Your goal:
Set down exactly the lines of the records from the top to the line containing "pub mod retry;"; include both.

Data for this exercise:
--- START ---

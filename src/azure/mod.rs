//! Azure Resource Manager access: credentials, transport, operation polling
//! and the two resource clients the repro needs.

pub mod auth;
pub mod client;
pub mod container_groups;
pub mod error;
pub mod lro;
pub mod models;
pub mod resource_groups;
pub mod retry;

pub use auth::{AzureCliCredential, DefaultCredential, StaticTokenCredential, TokenCredential};
pub use client::{ArmClient, DEFAULT_ENDPOINT};
pub use container_groups::{ContainerGroupsClient, Pager};
pub use error::ArmError;
pub use lro::PollOptions;
pub use models::{ContainerGroup, ResourceGroup};
pub use resource_groups::ResourceGroupsClient;
pub use retry::RetryConfig;
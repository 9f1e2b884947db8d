use anyhow::Result;
use std::io::{self, BufRead, Write};

use super::context::ReproContext;
use crate::cli::{AzureArgs, CleanupArgs};

/// Anything but an explicit "yes" aborts
pub fn confirmed<R: BufRead>(stdin: &mut R) -> Result<bool> {
    let mut input = String::new();
    stdin.read_line(&mut input)?;
    Ok(input.trim() == "yes")
}

pub async fn execute_cleanup(azure: AzureArgs, args: CleanupArgs) -> Result<()> {
    let mut stdin = io::stdin().lock();
    let ctx = ReproContext::new(&azure, &mut stdin)?;
    ctx.log_target();

    let rg = ctx.repro.settings.resource_group.clone();
    if !ctx.repro.resource_groups.check_existence(&rg).await? {
        tracing::info!(resource_group = %rg, "Resource group does not exist (skipping)");
        return Ok(());
    }

    if !args.force {
        eprint!(
            "This will delete resource group '{}' and every container group in it. Are you sure? (yes/no): ",
            rg
        );
        io::stderr().flush()?;
        if !confirmed(&mut stdin)? {
            eprintln!("Aborted.");
            return Ok(());
        }
    }

    tracing::info!("Cleaning up. Deleting resource Group");
    ctx.repro.delete_resource_group().await?;
    tracing::info!(resource_group = %rg, "resource group deleted");
    Ok(())
}
mod cleanup;
pub mod context;
mod delete_group;
mod init;
mod list;
mod run;

pub use cleanup::execute_cleanup;
pub use delete_group::execute_delete_group;
pub use init::execute_init;
pub use list::execute_list;
pub use run::execute_run;
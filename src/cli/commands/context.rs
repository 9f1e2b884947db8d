use anyhow::{bail, Result};
use std::io::BufRead;
use std::path::PathBuf;
use std::sync::Arc;
use std::time::Duration;

use crate::azure::{
    ArmClient, ContainerGroupsClient, DefaultCredential, PollOptions, ResourceGroupsClient,
    DEFAULT_ENDPOINT,
};
use crate::cli::config::{load_optional, Config, CONFIG_FILENAME};
use crate::cli::prompt::enter_input;
use crate::cli::AzureArgs;
use crate::repro::{
    Repro, ReproSettings, DEFAULT_IMAGE, DEFAULT_LOCATION, DEFAULT_RESOURCE_GROUP,
};

const SUBSCRIPTION_REQUIRED: &str = "SubscriptionID input is mandatory";

pub fn config_path(args: &AzureArgs) -> PathBuf {
    args.config
        .clone()
        .unwrap_or_else(|| PathBuf::from(CONFIG_FILENAME))
}

/// Flag/env first, then config file, then the interactive prompt
pub fn resolve_subscription<R: BufRead>(
    arg: Option<String>,
    config: Option<&Config>,
    stdin: &mut R,
) -> Result<String> {
    let subscription = arg
        .or_else(|| config.and_then(|c| c.subscription_id.clone()))
        .filter(|s| !s.trim().is_empty())
        .unwrap_or_else(|| enter_input("SubscriptionID", stdin));

    let subscription = subscription.trim().to_string();
    if subscription.is_empty() {
        bail!(SUBSCRIPTION_REQUIRED);
    }
    Ok(subscription)
}

/// Merge flags over config over defaults; run-only knobs keep their defaults
pub fn resolve_settings(args: &AzureArgs, config: Option<&Config>) -> ReproSettings {
    let defaults = ReproSettings::default();
    ReproSettings {
        resource_group: args
            .resource_group
            .clone()
            .or_else(|| config.and_then(|c| c.resource_group.clone()))
            .unwrap_or_else(|| DEFAULT_RESOURCE_GROUP.to_string()),
        location: args
            .location
            .clone()
            .or_else(|| config.and_then(|c| c.location.clone()))
            .unwrap_or_else(|| DEFAULT_LOCATION.to_string()),
        image: config
            .and_then(|c| c.image.clone())
            .unwrap_or_else(|| DEFAULT_IMAGE.to_string()),
        recreate_count: config
            .and_then(|c| c.recreate_count)
            .unwrap_or(defaults.recreate_count),
        ..defaults
    }
}

pub fn resolve_poll_options(args: &AzureArgs, config: Option<&Config>) -> PollOptions {
    let mut options = PollOptions::default();
    if let Some(secs) = args
        .poll_interval_secs
        .or_else(|| config.and_then(|c| c.poll_interval_secs))
    {
        options.interval = Duration::from_secs(secs);
    }
    options
}

pub fn resolve_endpoint(args: &AzureArgs, config: Option<&Config>) -> String {
    args.endpoint
        .clone()
        .or_else(|| config.and_then(|c| c.endpoint.clone()))
        .unwrap_or_else(|| DEFAULT_ENDPOINT.to_string())
}

/// Everything a command needs to talk to Azure
pub struct ReproContext {
    pub subscription_id: String,
    pub endpoint: String,
    pub repro: Repro,
}

impl ReproContext {
    pub fn new<R: BufRead>(args: &AzureArgs, stdin: &mut R) -> Result<Self> {
        let config = load_optional(config_path(args))?;
        Self::with_config(args, config.as_ref(), stdin)
    }

    pub fn with_config<R: BufRead>(
        args: &AzureArgs,
        config: Option<&Config>,
        stdin: &mut R,
    ) -> Result<Self> {
        let subscription_id = resolve_subscription(args.subscription_id.clone(), config, stdin)?;
        let endpoint = resolve_endpoint(args, config);
        let poll = resolve_poll_options(args, config);

        let credential = Arc::new(DefaultCredential::new(args.access_token.clone()));
        let arm = Arc::new(ArmClient::new(&endpoint, &subscription_id, credential)?);

        let repro = Repro::new(
            ResourceGroupsClient::new(arm.clone(), poll.clone()),
            ContainerGroupsClient::new(arm, poll),
            resolve_settings(args, config),
        );
        tracing::info!("clients are ready");

        Ok(Self {
            subscription_id,
            endpoint,
            repro,
        })
    }

    pub fn log_target(&self) {
        tracing::info!(
            subscription = %self.subscription_id,
            endpoint = %self.endpoint,
            resource_group = %self.repro.settings.resource_group,
            location = %self.repro.settings.location,
            "target"
        );
    }
}
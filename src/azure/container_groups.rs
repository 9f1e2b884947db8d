use std::sync::Arc;

use futures::stream::{self, Stream, TryStreamExt};

use super::client::{segment, ArmClient};
use super::error::ArmError;
use super::lro::{PollOptions, Poller};
use super::models::{ContainerGroup, Page};

pub const API_VERSION: &str = "2023-05-01";

pub struct ContainerGroupsClient {
    arm: Arc<ArmClient>,
    poll: PollOptions,
}

impl ContainerGroupsClient {
    pub fn new(arm: Arc<ArmClient>, poll: PollOptions) -> Self {
        Self { arm, poll }
    }

    fn collection_path(resource_group: &str) -> String {
        format!(
            "/resourceGroups/{}/providers/Microsoft.ContainerInstance/containerGroups",
            segment(resource_group)
        )
    }

    fn path(resource_group: &str, name: &str) -> String {
        format!("{}/{}", Self::collection_path(resource_group), segment(name))
    }

    /// PUT the group, wait for provisioning to finish and return the final resource
    pub async fn create_or_update(
        &self,
        resource_group: &str,
        name: &str,
        group: &ContainerGroup,
    ) -> Result<ContainerGroup, ArmError> {
        let path = Self::path(resource_group, name);
        let resp = self.arm.put(&path, API_VERSION, group).await?;

        let resource_url = format!(
            "{}?api-version={}",
            self.arm.subscription_url(&path),
            API_VERSION
        );
        Poller::new(&self.arm, &resp, Some(resource_url), self.poll.clone())
            .poll_until_done()
            .await?;

        self.get(resource_group, name).await
    }

    pub async fn get(&self, resource_group: &str, name: &str) -> Result<ContainerGroup, ArmError> {
        self.arm
            .get(&Self::path(resource_group, name), API_VERSION)
            .await?
            .json()
    }

    pub async fn delete(&self, resource_group: &str, name: &str) -> Result<(), ArmError> {
        let resp = self
            .arm
            .delete(&Self::path(resource_group, name), API_VERSION)
            .await?;
        Poller::new(&self.arm, &resp, None, self.poll.clone())
            .poll_until_done()
            .await
    }

    pub fn list_by_resource_group(&self, resource_group: &str) -> Pager {
        Pager {
            arm: self.arm.clone(),
            next: Some(PageRequest::First(Self::collection_path(resource_group))),
        }
    }
}

enum PageRequest {
    First(String),
    Next(String),
}

/// Walks `nextLink` until ARM stops handing one out
pub struct Pager {
    arm: Arc<ArmClient>,
    next: Option<PageRequest>,
}

impl Pager {
    pub fn more(&self) -> bool {
        self.next.is_some()
    }

    pub async fn next_page(&mut self) -> Result<Vec<ContainerGroup>, ArmError> {
        let resp = match self.next.take() {
            None => return Ok(Vec::new()),
            Some(PageRequest::First(path)) => self.arm.get(&path, API_VERSION).await?,
            Some(PageRequest::Next(url)) => self.arm.get_url(&url).await?,
        };

        let page: Page<ContainerGroup> = resp.json()?;
        self.next = page
            .next_link
            .filter(|link| !link.is_empty())
            .map(PageRequest::Next);
        Ok(page.value)
    }

    /// Every container group across all pages
    pub fn into_stream(self) -> impl Stream<Item = Result<ContainerGroup, ArmError>> {
        stream::try_unfold(self, |mut pager| async move {
            if !pager.more() {
                return Ok(None);
            }
            let items = pager.next_page().await?;
            Ok::<_, ArmError>(Some((
                stream::iter(items.into_iter().map(Ok::<_, ArmError>)),
                pager,
            )))
        })
        .try_flatten()
    }
}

--- END ---

Result:
filename src/azure/mod.rs
//! Azure Resource Manager access: credentials, transport, operation polling
//! and the two resource clients the repro needs.

pub mod auth;
pub mod client;
pub mod container_groups;
pub mod error;
pub mod lro;
pub mod models;
pub mod resource_groups;
pub mod retry;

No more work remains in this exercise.